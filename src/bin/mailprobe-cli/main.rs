mod args;
mod output;

use anyhow::{Context, Result};
use std::io::{self, BufRead};
use tracing_subscriber::EnvFilter;

use args::{Cli, Commands};
use output::{OutputRow, any_invalid, write_reports};

fn init_tracing(verbose: bool) {
    let filter = if verbose {
        EnvFilter::new("debug")
    } else {
        EnvFilter::try_from_default_env().unwrap_or_else(|_| EnvFilter::new("warn"))
    };
    tracing_subscriber::fmt()
        .with_env_filter(filter)
        .with_writer(io::stderr)
        .init();
}

async fn verify_one(email: &str, cli: &Cli) -> Result<OutputRow> {
    let result = mailprobe_lib::verify_with_options(email, &cli.verify_options())
        .await
        .with_context(|| format!("verify {email}"))?;
    Ok(OutputRow {
        email: email.to_string(),
        result,
    })
}

#[tokio::main]
async fn main() -> Result<()> {
    let cli = Cli::parse();
    init_tracing(cli.verbose);

    let mut rows = Vec::new();
    if cli.stdin {
        for line in io::stdin().lock().lines() {
            let email = line.context("read stdin")?;
            if email.trim().is_empty() {
                continue;
            }
            rows.push(verify_one(email.trim_end_matches('\r'), &cli).await?);
        }
    } else if let Some(Commands::Verify { email }) = &cli.cmd {
        rows.push(verify_one(email, &cli).await?);
    } else {
        Cli::clap_command().print_help()?;
        println!();
        return Ok(());
    }

    write_reports(&rows, &cli)?;

    // codes de sortie : 0 OK, 2 invalids, 1 fatal
    if any_invalid(&rows) {
        std::process::exit(2);
    }
    Ok(())
}
mod domain;
mod types;

pub use types::{EmailError, EmailParts};

use domain::normalize_domain;

/// Splits `email` on its single `@` and normalises the domain part.
///
/// Only the separator count and a non-empty domain are checked. The local
/// part is passed through untouched, whitespace included; the mail server is
/// the authority on it. Only the domain is trimmed.
pub fn extract_address(email: &str) -> Result<EmailParts, EmailError> {
    let parts: Vec<&str> = email.split('@').collect();
    let (local, domain) = match parts.as_slice() {
        [local, domain] => (*local, *domain),
        [_] => return Err(EmailError::MissingSeparator),
        _ => return Err(EmailError::MultipleSeparators),
    };

    let (domain, ascii_domain) = normalize_domain(domain);
    if domain.is_empty() {
        return Err(EmailError::EmptyDomain);
    }

    Ok(EmailParts {
        local: local.to_string(),
        domain,
        ascii_domain,
    })
}

/// Domain of `email`, lower-cased and trimmed.
pub fn extract_domain(email: &str) -> Result<String, EmailError> {
    extract_address(email).map(|parts| parts.domain)
}

#[cfg(test)]
mod tests {
    use super::*;
    use proptest::prelude::*;

    #[test]
    fn accepts_basic() {
        let parts = extract_address("alice@example.com").unwrap();
        assert_eq!(parts.local, "alice");
        assert_eq!(parts.domain, "example.com");
        assert_eq!(parts.recipient(), "alice@example.com");
    }

    #[test]
    fn rejects_missing_separator() {
        assert_eq!(
            extract_address("not-an-email"),
            Err(EmailError::MissingSeparator)
        );
    }

    #[test]
    fn rejects_two_separators() {
        assert_eq!(
            extract_address("a@b@example.com"),
            Err(EmailError::MultipleSeparators)
        );
    }

    #[test]
    fn rejects_blank_domain() {
        assert_eq!(extract_address("user@"), Err(EmailError::EmptyDomain));
        assert_eq!(extract_address("user@   "), Err(EmailError::EmptyDomain));
    }

    #[test]
    fn local_part_is_not_validated() {
        let parts = extract_address("@example.com").unwrap();
        assert_eq!(parts.local, "");
        assert_eq!(parts.domain, "example.com");
    }

    #[test]
    fn only_the_domain_is_trimmed() {
        let parts = extract_address(" alice @ Example.com \n").unwrap();
        assert_eq!(parts.local, " alice ");
        assert_eq!(parts.domain, "example.com");
        assert_eq!(parts.recipient(), " alice @example.com");
    }

    #[test]
    fn domain_case_is_folded() {
        let upper = extract_address("a@EXAMPLE.com").unwrap();
        let mixed = extract_address("a@example.COM").unwrap();
        assert_eq!(upper, mixed);
        assert_eq!(extract_domain("a@ExAmPlE.Org ").unwrap(), "example.org");
    }

    proptest! {
        #[test]
        fn inputs_without_separator_are_rejected(s in "[^@]*") {
            prop_assert_eq!(extract_address(&s), Err(EmailError::MissingSeparator));
        }

        #[test]
        fn inputs_with_extra_separators_are_rejected(
            a in "[a-z]{0,8}",
            b in "[a-z]{0,8}",
            c in "[a-z.]{0,8}",
        ) {
            let input = format!("{a}@{b}@{c}");
            prop_assert_eq!(extract_address(&input), Err(EmailError::MultipleSeparators));
        }

        #[test]
        fn extracted_domain_ignores_case(local in "[a-z0-9.]{1,12}", domain in "[a-zA-Z]{1,12}\\.[a-zA-Z]{2,4}") {
            let parts = extract_address(&format!("{local}@{domain}")).unwrap();
            prop_assert_eq!(parts.domain, domain.to_lowercase());
        }
    }
}
//! The verification pipeline: extract, resolve, probe, detect catch-all,
//! classify.

pub mod classify;
mod error;
mod options;
mod types;

pub use error::VerifyError;
pub use options::VerifyOptions;
pub use types::{Confidence, DebugInfo, VerificationResult};

use tracing::{debug, info};

use crate::mx::{
    Destination,
    resolver::{self, LookupMx},
};
use crate::smtp_verify::{detect_catch_all, probe_exchangers};
use crate::validator::{EmailError, EmailParts, extract_address};

/// Verifies `email` with default options.
pub async fn verify(email: &str) -> Result<VerificationResult, VerifyError> {
    verify_with_options(email, &VerifyOptions::default()).await
}

/// Verifies `email` using the system resolver.
///
/// Malformed addresses, missing domains and every network outcome are
/// reported as a [`VerificationResult`]. The only error is failing to build
/// the resolver, which is only attempted once the address has been split.
pub async fn verify_with_options(
    email: &str,
    options: &VerifyOptions,
) -> Result<VerificationResult, VerifyError> {
    let parts = match extract_address(email) {
        Ok(parts) => parts,
        Err(err) => return Ok(malformed(email, &err, options)),
    };
    let resolver = resolver::system_resolver().map_err(VerifyError::resolver_init)?;
    Ok(verify_parts(email, &parts, options, &resolver).await)
}

#[cfg(test)]
pub(crate) async fn verify_with_resolver<R: LookupMx>(
    email: &str,
    options: &VerifyOptions,
    resolver_impl: &R,
) -> VerificationResult {
    match extract_address(email) {
        Ok(parts) => verify_parts(email, &parts, options, resolver_impl).await,
        Err(err) => malformed(email, &err, options),
    }
}

fn malformed(email: &str, err: &EmailError, options: &VerifyOptions) -> VerificationResult {
    debug!(email, error = %err, "malformed address");
    classify::invalid_format().with_debug(options.debug, DebugInfo::NONE)
}

async fn verify_parts<R: LookupMx>(
    email: &str,
    parts: &EmailParts,
    options: &VerifyOptions,
    resolver_impl: &R,
) -> VerificationResult {
    let destination =
        resolver::resolve_destination(resolver_impl, &parts.ascii_domain, options.dns_timeout())
            .await;
    let records = match destination {
        Destination::Exchangers(records) => records,
        Destination::AddressOnly => {
            return classify::no_mx_domain_exists().with_debug(options.debug, DebugInfo::NONE);
        }
        Destination::Missing => {
            return classify::domain_missing().with_debug(options.debug, DebugInfo::NONE);
        }
        Destination::TimedOut => {
            return classify::timed_out().with_debug(options.debug, DebugInfo::TIMEOUT);
        }
    };

    let recipient = parts.recipient();
    let Some((record, outcome)) =
        probe_exchangers(&records, &recipient, &options.probe, options.max_mx).await
    else {
        return classify::domain_missing().with_debug(options.debug, DebugInfo::NONE);
    };

    let is_catch_all = outcome.accepted
        && options.catch_all
        && detect_catch_all(&record.exchange, &parts.ascii_domain, &options.probe).await;

    let result = classify::classify_probe(&outcome, is_catch_all);
    info!(
        email,
        mx = %record.exchange,
        valid = result.valid,
        confidence = %result.confidence,
        "verification finished"
    );

    let mx_record = if outcome.is_timeout() {
        DebugInfo::TIMEOUT
    } else {
        record.exchange.as_str()
    };
    result.with_debug(options.debug, mx_record)
}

WORK TO COMPLETE: When a line in the data above contains the string "NONE", copy that line.

ANSWER SPACE:
    classify::invalid_format().with_debug(options.debug, DebugInfo::NONE)
            return classify::no_mx_domain_exists().with_debug(options.debug, DebugInfo::NONE);
            return classify::domain_missing().with_debug(options.debug, DebugInfo::NONE);
        return classify::domain_missing().with_debug(options.debug, DebugInfo::NONE);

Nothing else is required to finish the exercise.